Just looked back at your wood - it has great texture


----------



## Trey Lanier (18 Apr 2015)

Yea my plan was to use the paint brush and just smear it in the crevices that run down the root system and also that run up the main stump. I might actually just use a razor blade and mix the mosses together Chopin them up semi fine then mix with yogurt and then push then in the crevices. Seeing that my crevices are pretty deep and that the wood is more so soft then hard (it red cedar but it's 50years old from a spring long long time ago!) so it does have a good about of texture. Idk I think what I'll do it use half of each moss since I'm ordering a good amount and then put the other half in my holding tank since mosses will live in the low tech tanks 


Sent from my iPhone using Tapatalk


----------



## Trey Lanier (18 Apr 2015)

The reason for the rush is that I wasn't planning on doing this method until I found out about it one week ago which was after I had ordered all my plants! But I have a very good thing that I can say!!!!!! They are almost all tissue filter cups! I can't quite remember the name of the other plants but since I have an emersed setup one of the plants is Anubias man petite so I can easily throw that in it and it will do fine, and for the other two that aren't tissue culture I will tell you guys what they are when I get home! Here is my emersed setup. 

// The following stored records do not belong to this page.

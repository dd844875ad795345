//! The probe: wait for the password prompt, answer it, relay the output.

mod relay;

use crate::config::{ProbeConfig, Secret};
use crate::pattern::Pattern;
use crate::result::{DetectOutcome, Detection, ProbeError, ProbeReport};
use crate::session::Session;
use relay::{RejectionScanner, RelayEnd};
use std::fmt;
use std::io::Write;
use std::time::Duration;
use tracing::{debug, info, warn};

/// Where a probe run stands.
///
/// ```text
/// AwaitingPrompt --match--> Authenticating --> Streaming --> Done
///       |                                          |
///       +--timeout/eof/read error--> Failed        +--refusal--> Failed
/// ```
#[derive(Debug, Clone, Copy, PartialEq, Eq)]
pub enum Phase {
    /// Reading output until the prompt appears
    AwaitingPrompt,
    /// Prompt seen, sending the credential
    Authenticating,
    /// Relaying remote output to the sink
    Streaming,
    /// Output relayed until the stream ended
    Done,
    /// The run stopped early
    Failed(FailureKind),
}

/// Why a run ended in [`Phase::Failed`].
#[derive(Debug, Clone, Copy, PartialEq, Eq)]
pub enum FailureKind {
    /// The prompt never appeared; carries how detection ended.
    PromptNotFound(DetectOutcome),
    /// The client reported that the credential was refused.
    AuthRejected,
}

impl fmt::Display for FailureKind {
    fn fmt(&self, f: &mut fmt::Formatter<'_>) -> fmt::Result {
        match self {
            FailureKind::PromptNotFound(DetectOutcome::Timeout) => {
                f.write_str("password prompt not seen before the timeout")
            }
            FailureKind::PromptNotFound(DetectOutcome::ReadError) => {
                f.write_str("terminal read failed before the password prompt")
            }
            FailureKind::PromptNotFound(_) => {
                f.write_str("session closed before the password prompt")
            }
            FailureKind::AuthRejected => f.write_str("credential rejected by the remote host"),
        }
    }
}

/// Drives one session through the [`Phase`] sequence.
///
/// # Examples
///
/// ```
/// use logprobe::{Phase, Probe, ProbeConfig, Secret, Session};
/// use std::io::Cursor;
/// use std::time::Duration;
///
/// # tokio_test::block_on(async {
/// let config = ProbeConfig::new(Secret::new("hunter2")).settle_delay(Duration::ZERO);
/// let mut probe = Probe::new(&config).unwrap();
///
/// // Any blocking byte stream can stand in for the terminal
/// let terminal = Cursor::new(b"forge@host's password: ".to_vec());
/// let mut session = Session::builder().attach(terminal, Vec::<u8>::new());
///
/// let mut out = Vec::new();
/// let report = probe.run(&mut session, &mut out).await.unwrap();
/// assert_eq!(report.phase, Phase::Done);
/// assert!(report.credential_sent);
/// # });
/// ```
pub struct Probe {
    prompt: Pattern,
    rejection: Vec<Pattern>,
    credential: Secret,
    settle_delay: Duration,
    phase: Phase,
}

impl Probe {
    /// Build a probe from a configuration.
    ///
    /// # Errors
    ///
    /// Returns an error if the configuration is incomplete or a pattern is
    /// invalid.
    pub fn new(config: &ProbeConfig) -> Result<Self, ProbeError> {
        config.validate()?;

        let prompt = config.prompt_pattern()?;
        let rejection = config.rejection_patterns();
        // Surface matcher errors here rather than mid-run
        RejectionScanner::new(&prompt, &rejection)?;

        Ok(Self {
            prompt,
            rejection,
            credential: config.credential().clone(),
            settle_delay: config.settle_delay,
            phase: Phase::AwaitingPrompt,
        })
    }

    /// The current phase.
    pub fn phase(&self) -> Phase {
        self.phase
    }

    /// Run the whole sequence on `session`, relaying output into `out`.
    ///
    /// Prompt-not-found and rejected credentials are reported through the
    /// returned [`ProbeReport`], not as errors. The credential is written at
    /// most once, and only after the prompt matched.
    pub async fn run<W: Write>(
        &mut self,
        session: &mut Session,
        out: &mut W,
    ) -> Result<ProbeReport, ProbeError> {
        self.phase = Phase::AwaitingPrompt;
        let mut scanner = RejectionScanner::new(&self.prompt, &self.rejection)?;

        let detection = session.read_until(&self.prompt).await?;
        if !detection.is_match() {
            self.transition(Phase::Failed(FailureKind::PromptNotFound(detection.outcome)));
            return Ok(self.report(detection, false, 0));
        }

        self.transition(Phase::Authenticating);
        let credential_sent = match session.send_line(self.credential.expose()).await {
            Ok(()) => true,
            Err(e) => {
                warn!(error = %e, "failed to send credential");
                false
            }
        };

        if !self.settle_delay.is_zero() {
            tokio::time::sleep(self.settle_delay).await;
        }

        self.transition(Phase::Streaming);
        let summary = relay::relay(session, out, &mut scanner).await;
        debug!(end = ?summary.end, bytes = summary.bytes, "passthrough finished");

        let next = match summary.end {
            RelayEnd::Rejected => Phase::Failed(FailureKind::AuthRejected),
            RelayEnd::Eof | RelayEnd::ReadError | RelayEnd::SinkClosed => Phase::Done,
        };
        self.transition(next);

        Ok(self.report(detection, credential_sent, summary.bytes))
    }

    fn transition(&mut self, next: Phase) {
        debug!(from = ?self.phase, to = ?next, "phase change");
        self.phase = next;
    }

    fn report(
        &self,
        detection: Detection,
        credential_sent: bool,
        relayed_bytes: u64,
    ) -> ProbeReport {
        ProbeReport {
            phase: self.phase,
            detection,
            credential_sent,
            relayed_bytes,
        }
    }
}

/// Launch the configured client under a pty and run a [`Probe`] on it.
///
/// On failure the client is killed; on success it is left to exit on its own
/// and its status is only logged.
///
/// # Errors
///
/// Returns an error if the configuration is invalid, or the pty or client
/// cannot be started.
///
/// # Examples
///
/// ```no_run
/// use logprobe::{ProbeConfig, Secret};
///
/// # async fn example() -> Result<(), Box<dyn std::error::Error>> {
/// let config = ProbeConfig::new(Secret::new(std::env::var("LOGPROBE_PASSWORD")?));
/// let report = logprobe::run(&config, &mut std::io::stdout()).await?;
///
/// if let Some(failure) = report.failure() {
///     eprintln!("{failure}");
/// }
/// # Ok(())
/// # }
/// ```
pub async fn run<W: Write>(config: &ProbeConfig, out: &mut W) -> Result<ProbeReport, ProbeError> {
    let mut probe = Probe::new(config)?;

    let mut builder = Session::builder()
        .timeout(config.prompt_timeout)
        .strip_ansi(config.strip_ansi);
    if let Some(size) = config.max_buffer_size {
        builder = builder.max_buffer_size(size);
    }
    let mut session = builder.spawn(config.program(), config.client_args())?;

    info!(host = config.target_str(), program = config.program(), "session started");

    let report = probe.run(&mut session, out).await?;

    if report.is_success() {
        match session.exit_status() {
            Ok(Some(status)) => debug!(code = status.exit_code(), "client exited"),
            Ok(None) => debug!("client still running after end of output"),
            Err(e) => debug!(error = %e, "client status unavailable"),
        }
    } else if let Err(e) = session.terminate() {
        debug!(error = %e, "failed to terminate client");
    }

    Ok(report)
}

#[cfg(test)]
mod tests {
    use super::*;
    use std::io::{self, Cursor};
    use std::sync::{Arc, Mutex};

    #[derive(Clone, Default)]
    struct SharedWriter(Arc<Mutex<Vec<u8>>>);

    impl SharedWriter {
        fn contents(&self) -> Vec<u8> {
            self.0.lock().unwrap().clone()
        }
    }

    impl Write for SharedWriter {
        fn write(&mut self, buf: &[u8]) -> io::Result<usize> {
            self.0.lock().unwrap().extend_from_slice(buf);
            Ok(buf.len())
        }

        fn flush(&mut self) -> io::Result<()> {
            Ok(())
        }
    }

    fn probe() -> Probe {
        let config = ProbeConfig::new(Secret::new("s3cret")).settle_delay(Duration::ZERO);
        Probe::new(&config).unwrap()
    }

    #[test]
    fn test_new_rejects_missing_credential() {
        let result = Probe::new(&ProbeConfig::new(Secret::default()));
        assert!(matches!(result, Err(ProbeError::Config(_))));
    }

    #[test]
    fn test_new_starts_awaiting_prompt() {
        assert_eq!(probe().phase(), Phase::AwaitingPrompt);
    }

    #[tokio::test]
    async fn test_match_sends_credential_once_and_streams() {
        let sent = SharedWriter::default();
        let terminal = Cursor::new(b"Password: \r\nline one\r\nline two\r\n".to_vec());
        let mut session = Session::builder().attach(terminal, sent.clone());
        let mut probe = probe();
        let mut out = Vec::new();

        let report = probe.run(&mut session, &mut out).await.unwrap();

        assert_eq!(probe.phase(), Phase::Done);
        assert!(report.credential_sent);
        assert_eq!(sent.contents(), b"s3cret\n");
        // everything arrived in the detection read, nothing left to relay
        assert!(report.detection.text().contains("line two"));
        assert!(out.is_empty());
        assert_eq!(report.relayed_bytes, 0);
    }

    #[tokio::test]
    async fn test_no_prompt_fails_without_credential() {
        let sent = SharedWriter::default();
        let terminal =
            Cursor::new(b"ssh: connect to host 10.0.0.1 port 22: Connection refused\r\n".to_vec());
        let mut session = Session::builder().attach(terminal, sent.clone());
        let mut probe = probe();
        let mut out = Vec::new();

        let report = probe.run(&mut session, &mut out).await.unwrap();

        assert_eq!(
            report.phase,
            Phase::Failed(FailureKind::PromptNotFound(DetectOutcome::Eof))
        );
        assert!(!report.credential_sent);
        assert!(sent.contents().is_empty());
        assert!(report.detection.text().contains("Connection refused"));
    }

    #[test]
    fn test_failure_display() {
        assert_eq!(
            FailureKind::PromptNotFound(DetectOutcome::Timeout).to_string(),
            "password prompt not seen before the timeout"
        );
        assert_eq!(
            FailureKind::AuthRejected.to_string(),
            "credential rejected by the remote host"
        );
    }
}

Sent from my iPhone using Tapatalk


----------



## Trey Lanier (18 Apr 2015)

It's 95% humidity and 90* F lights are on 14hours a day and I get about 80stems  from the ludwigia each week! 


Sent from my iPhone using Tapatalk


----------



## Trey Lanier (18 Apr 2015)

well yesterday i took some fissidens fontanus and blended it up and put it on to a rock outside, and today i wet out to check on it and they are all attached to the rock! Idk how they could attach so fast but they are. Im going to test it on a peace of wood right now and see what my results are.


----------



## Andy Thurston (18 Apr 2015)

fissidens attaches really quickly 1-2 weeks but other mosses take longer


----------



## Trey Lanier (19 Apr 2015)

alright glad to know! Im jsut going to go for it and if it doesnt work then i guess lesson learned lol! Hey whats life if your not on the edge lol


----------



## mr. luke (19 Apr 2015)

Another way to 'attatch' it is to chop it up small and alow it to completely dry out, like bone dry. Most mosses will bounce back from this sort of treatment. Within hours it should be good as new


----------



## Trey Lanier (19 Apr 2015)

How would allowing it to become bone dry allow it to attach?  I know most mosses will go into a dormant stage when it gets dry so that's cool to know! 


Sent from my iPhone using Tapatalk


----------



## Trey Lanier (21 Apr 2015)

Has anyone ever tried putting a small amount of the baby diaper crystals that absorb water into the mixture before blending the moss?  


Sent from my iPhone using Tapatalk


----------



## PaulandPauleen (11 Sep 2018)

Hi Trey your emersed setup looks very good indeed. I was thinking of starting my nano tank as emersed then flooding at a later date. I'm a bit worried because I have no heat mat and my scape is a very steep incline. Would emersed culture work and what plants lend themselves to emersed culture??


----------